RESPONDENT’S ARGUMENT

It was submitted that the appellant’s misconduct was further aggravated by the fact that the appellant could have sought assistance from his other colleagues to assist him with transport to and from the site whilst waiting for

his fuel request top up. He could have checked with the Finance team responsible for loading Trek cards before traveling to Turnpike. Alternatively, when he arrived in Harare he should have proceeded to the office to get his issue on fuel sorted but he stayed quietly at his home in Waterfalls.

Respondent also pointed out that it is also clear that the appellant violated an implied condition of employment by failing to advise his supervisor that he was absent from work especially given that he was fully aware of the strict timelines within which the work had to be completed.

It was also submitted that the appellant contravened the express and implied conditions of his employment contract in that he had no regard to submit and obey to his employer’s instructions on making sure he reported for duty and that he completed the employer’s instruction within the specified time limit and failing which to at least inform his supervisor of his absence. The appellant’s behaviour was said to be a blatant lack of respect of the basic principles of an employee and employer relationship and that amounted to a labour offence. It was said to be clear that the Appeals Officer did not err in fact and at law in finding that the Appellant was guilty of an offence in terms of section 4 (a).

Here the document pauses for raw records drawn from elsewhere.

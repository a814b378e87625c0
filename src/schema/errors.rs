//! Schema error types
//!
//! Every variant maps to the single code `TRIPDB_SCHEMA_MISMATCH`: a table or
//! source file whose shape cannot be reconciled with the canonical schema.

use thiserror::Error;

use crate::storage::ColumnType;

/// Result type for schema operations
pub type SchemaResult<T> = Result<T, SchemaError>;

/// Schema reconciliation failures
#[derive(Debug, Clone, PartialEq, Error)]
pub enum SchemaError {
    #[error("Expected table '{expected}', found '{found}'")]
    WrongTable { expected: String, found: String },

    #[error("Missing required column '{column}' in {table}")]
    MissingColumn { table: String, column: String },

    #[error("Unexpected column '{column}' in {table}")]
    UnexpectedColumn { table: String, column: String },

    #[error("Column '{column}' in {table} has type {found}, expected {expected}")]
    TypeMismatch {
        table: String,
        column: String,
        expected: ColumnType,
        found: ColumnType,
    },

    #[error("Column '{column}' in {table} has type {found}, which cannot be read as {expected}")]
    UnsupportedSourceType {
        table: String,
        column: String,
        expected: ColumnType,
        found: String,
    },

    #[error("Null value in non-nullable column '{column}' of {table} at row {row}")]
    NullValue {
        table: String,
        column: String,
        row: usize,
    },

    #[error("Header mismatch in {table}: expected {expected}, found {found}")]
    HeaderMismatch {
        table: String,
        expected: String,
        found: String,
    },

    #[error("Duplicate zone id {zone_id} in {table}")]
    DuplicateZone { table: String, zone_id: i64 },
}

impl SchemaError {
    /// Returns the stable string code
    pub fn code(&self) -> &'static str {
        "TRIPDB_SCHEMA_MISMATCH"
    }

    pub(crate) fn missing_column(table: &str, column: &str) -> Self {
        SchemaError::MissingColumn {
            table: table.to_string(),
            column: column.to_string(),
        }
    }

    pub(crate) fn null_value(table: &str, column: &str, row: usize) -> Self {
        SchemaError::NullValue {
            table: table.to_string(),
            column: column.to_string(),
            row,
        }
    }
}
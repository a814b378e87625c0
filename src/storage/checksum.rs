//! CRC32 checksum computation for table segments
//!
//! Every segment read validates its checksum; any mismatch aborts the read.

use crc32fast::Hasher;

/// Computes a CRC32 checksum over the provided data.
pub fn compute_checksum(data: &[u8]) -> u32 {
    let mut hasher = Hasher::new();
    hasher.update(data);
    hasher.finalize()
}
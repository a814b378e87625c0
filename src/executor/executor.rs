//! Query execution
//!
//! Execution order for one query:
//! 1. Open the store, verify and decode both tables, release the file
//! 2. Keep trips passing the shared trip filter
//! 3. Aggregate, joining zone names from the lookup
//! 4. Rank deterministically
//!
//! Execution is read-only and holds no state between calls.

use tracing::info;

use crate::observability::{Event, ObservationScope};

use super::aggregate::aggregate;
use super::errors::{ExecutorResult, QueryError};
use super::filters::TripFilter;
use super::registry::QueryKind;
use super::result::QueryResult;
use super::store::Store;

/// Runs registry queries against a store
pub struct QueryExecutor<'a> {
    store: &'a Store,
}

impl<'a> QueryExecutor<'a> {
    pub fn new(store: &'a Store) -> Self {
        Self { store }
    }

    /// Executes one query.
    ///
    /// # Errors
    ///
    /// - `StoreUnavailable` if nothing was ever ingested at the store path
    /// - `QueryExecutionError` if the store cannot be read or validated
    pub fn execute(&self, kind: QueryKind) -> ExecutorResult<QueryResult> {
        let scope = ObservationScope::new("QUERY", kind.id());

        let snapshot = match self.store.connect() {
            Ok(snapshot) => snapshot,
            Err(cause) => {
                let err = QueryError::from_cause(kind, self.store.path().to_path_buf(), cause);
                scope.fail(&err);
                return Err(err);
            }
        };

        let trips = TripFilter::apply(&snapshot.trips);
        let result = aggregate(kind, &trips, &snapshot.zones);

        if result.is_empty() {
            info!(
                event = %Event::QueryEmpty,
                query = kind.id(),
                trips_scanned = snapshot.trips.len() as u64,
                trips_matched = trips.len() as u64,
            );
        }
        scope.complete(&format!(
            "scanned={} matched={} rows={}",
            snapshot.trips.len(),
            trips.len(),
            result.len()
        ));

        Ok(result)
    }
}

/// Executes `kind` against `store`.
pub fn execute(kind: QueryKind, store: &Store) -> ExecutorResult<QueryResult> {
    QueryExecutor::new(store).execute(kind)
}
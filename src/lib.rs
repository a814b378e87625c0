//! tripdb - deterministic ingestion and analytics for taxi trip records
//!
//! Monthly trip files and a zone lookup are ingested into a single
//! checksummed store file; a closed set of analytical queries runs against
//! it and returns ordered tabular results.

pub mod cli;
pub mod executor;
pub mod ingest;
pub mod observability;
pub mod schema;
pub mod storage;
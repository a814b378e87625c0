//! Canonical schemas for the `trips` and `zone_lookup` tables
//!
//! Ingestion reconciles source files against these schemas; the executor
//! trusts nothing it reads from the store until it validates against them.
//!
//! # Design Principles
//!
//! - Fixed column order and exact types per table
//! - Derived columns are computed, never read from input
//! - Zone ids are unique
//! - Validation is deterministic and never mutates tables

mod errors;
mod trips;
mod types;
mod validator;
mod zones;

pub use errors::{SchemaError, SchemaResult};
pub use trips::{
    from_micros, to_micros, trip_duration_minutes, trips_from_table, trips_to_table, TripRecord,
};
pub use types::{
    trip_columns, zone_columns, ColumnDef, SourceColumn, TableSchema, LOOKUP_HEADER,
    TRIPS_SCHEMA, TRIPS_TABLE, TRIP_SOURCE_COLUMNS, ZONE_LOOKUP_SCHEMA, ZONE_LOOKUP_TABLE,
};
pub use validator::TableValidator;
pub use zones::{zones_from_table, zones_to_table, ServiceArea, ZoneDirectory, ZoneRecord};
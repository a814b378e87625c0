//! Deterministic result ordering
//!
//! Rows rank by a metric, largest first. Equal metrics fall back to the
//! row's zone-id key, ascending, so every ordering is total.

use std::cmp::Ordering;

/// Sorts aggregated rows before they become result rows
pub struct ResultSorter;

impl ResultSorter {
    /// Sorts `rows` by `metric` descending, then `key` ascending.
    ///
    /// Float metrics compare with `total_cmp`, so NaN never makes the order
    /// depend on input position.
    pub fn rank_desc<T, K, M, F>(rows: &mut [T], metric: M, key: F)
    where
        K: Ord,
        M: Fn(&T) -> f64,
        F: Fn(&T) -> K,
    {
        rows.sort_by(|a, b| {
            Self::compare_metric(metric(a), metric(b))
                .reverse()
                .then_with(|| key(a).cmp(&key(b)))
        });
    }

    fn compare_metric(a: f64, b: f64) -> Ordering {
        a.total_cmp(&b)
    }
}

#[cfg(test)]
mod tests {
    use super::*;

    #[test]
    fn test_metric_descending() {
        let mut rows = vec![(1, 3.0), (2, 9.0), (3, 5.0)];
        ResultSorter::rank_desc(&mut rows, |r| r.1, |r| r.0);
        assert_eq!(rows, vec![(2, 9.0), (3, 5.0), (1, 3.0)]);
    }

    #[test]
    fn test_ties_break_by_key() {
        let mut rows = vec![((7, 2), 4.0), ((3, 9), 4.0), ((3, 1), 4.0)];
        ResultSorter::rank_desc(&mut rows, |r| r.1, |r| r.0);
        assert_eq!(rows, vec![((3, 1), 4.0), ((3, 9), 4.0), ((7, 2), 4.0)]);
    }

    #[test]
    fn test_order_independent_of_input() {
        let mut a = vec![(5, 1.0), (4, 1.0), (9, 2.0)];
        let mut b = vec![(9, 2.0), (4, 1.0), (5, 1.0)];
        ResultSorter::rank_desc(&mut a, |r| r.1, |r| r.0);
        ResultSorter::rank_desc(&mut b, |r| r.1, |r| r.0);
        assert_eq!(a, b);
    }
}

It was argued that the Appeals Officer did not misdirect himself on both facts and the law by finding that the appellant had committed a dischargeable offence in terms of the guidelines provided by the law. The right to dismiss is a common law principle and such right is entrenched in our legal system. Essentially, once an employee has been found guilty of an offence under section 4, it means that the employer at its discretion may decide to impose a penalty of dismissal or a lesser penalty than dismissal.

THE LAW

Proof of charges is on a balance of probabilities and looking at the common cause issues the charge was indeed proven. Penalty in misconduct cases is the discretion of the employer.

ANALYSIS

From the facts of the case it is clear that the appellant was guilty of failing to fulfill the express or implied conditions of his contract through his actions when he went home without informing anyone and or assigning anyone to do his work on his behalf. The appellant also performed gross incompetence and substantial negligence in the performance of his duties. The email from Zulfikar was clear that there was a shutdown which was to happen upon the completion of the report by the appellant which was

supposed to be submitted by the 24th June 2022. The appellant’s actions caused the respondent to fail to deliver the services they were rendered for by their client.

Appellant was reckless in his conduct. This was a delicate assignment and yet he treated it like child’s play. His convictions cannot be doubted. Coming to the penalty this was clearly a serious transgression and that was the employer’s view. Once the employer is of this view it is the employer’s discretion as to whether the penalty should be dismissal. That discretion cannot be said to have been abused here. The issue of discretion on imposing penalties has been dealt with in a number of cases such as Hama v National Railways of Zimbabwe 1996(1) ZLR 664 (S), 670C-D and In Malimanjani v Central African Building Society 2007 (2) ZLR 77 (S) where the Court stated:

“The issue of what punishment to impose after an employee is found guilty of an act of misconduct is clearly one of discretion……..

It is trite that an appeal court does not interfere with the exercise of a discretion by a lower tribunal unless it is shown that the discretion was improperly exercised. As contended for the respondent, the penalty imposed must show a serious misdirection to justify interference by the appeal court.”

DISPOSAL

In view of the above analysis the employer’s findings and penalty are in order. The appeal does not have merit.

It is accordingly that the appeal be and is hereby dismissed with costs.